◆ EXERCISE DETAILS:
Every line containing the word "identity" is to be copied from the data below.

───

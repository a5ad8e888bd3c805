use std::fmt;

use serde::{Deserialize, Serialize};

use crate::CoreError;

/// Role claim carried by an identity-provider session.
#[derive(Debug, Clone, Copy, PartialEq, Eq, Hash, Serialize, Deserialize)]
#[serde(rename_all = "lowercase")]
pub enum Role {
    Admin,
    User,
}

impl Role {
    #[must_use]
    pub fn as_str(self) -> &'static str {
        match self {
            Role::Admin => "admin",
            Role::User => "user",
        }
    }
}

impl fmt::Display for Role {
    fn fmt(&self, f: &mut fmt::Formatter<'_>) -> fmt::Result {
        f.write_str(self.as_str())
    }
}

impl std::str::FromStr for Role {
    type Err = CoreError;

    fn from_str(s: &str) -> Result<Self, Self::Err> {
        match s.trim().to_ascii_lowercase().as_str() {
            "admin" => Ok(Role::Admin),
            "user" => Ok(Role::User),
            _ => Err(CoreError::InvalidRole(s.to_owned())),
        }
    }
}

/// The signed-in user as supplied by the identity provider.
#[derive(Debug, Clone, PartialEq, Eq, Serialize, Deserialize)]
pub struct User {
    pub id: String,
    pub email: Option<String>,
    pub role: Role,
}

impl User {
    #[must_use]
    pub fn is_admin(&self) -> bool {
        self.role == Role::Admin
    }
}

───

◆ ANSWER TO THE EXERCISE:
/// Role claim carried by an identity-provider session.
/// The signed-in user as supplied by the identity provider.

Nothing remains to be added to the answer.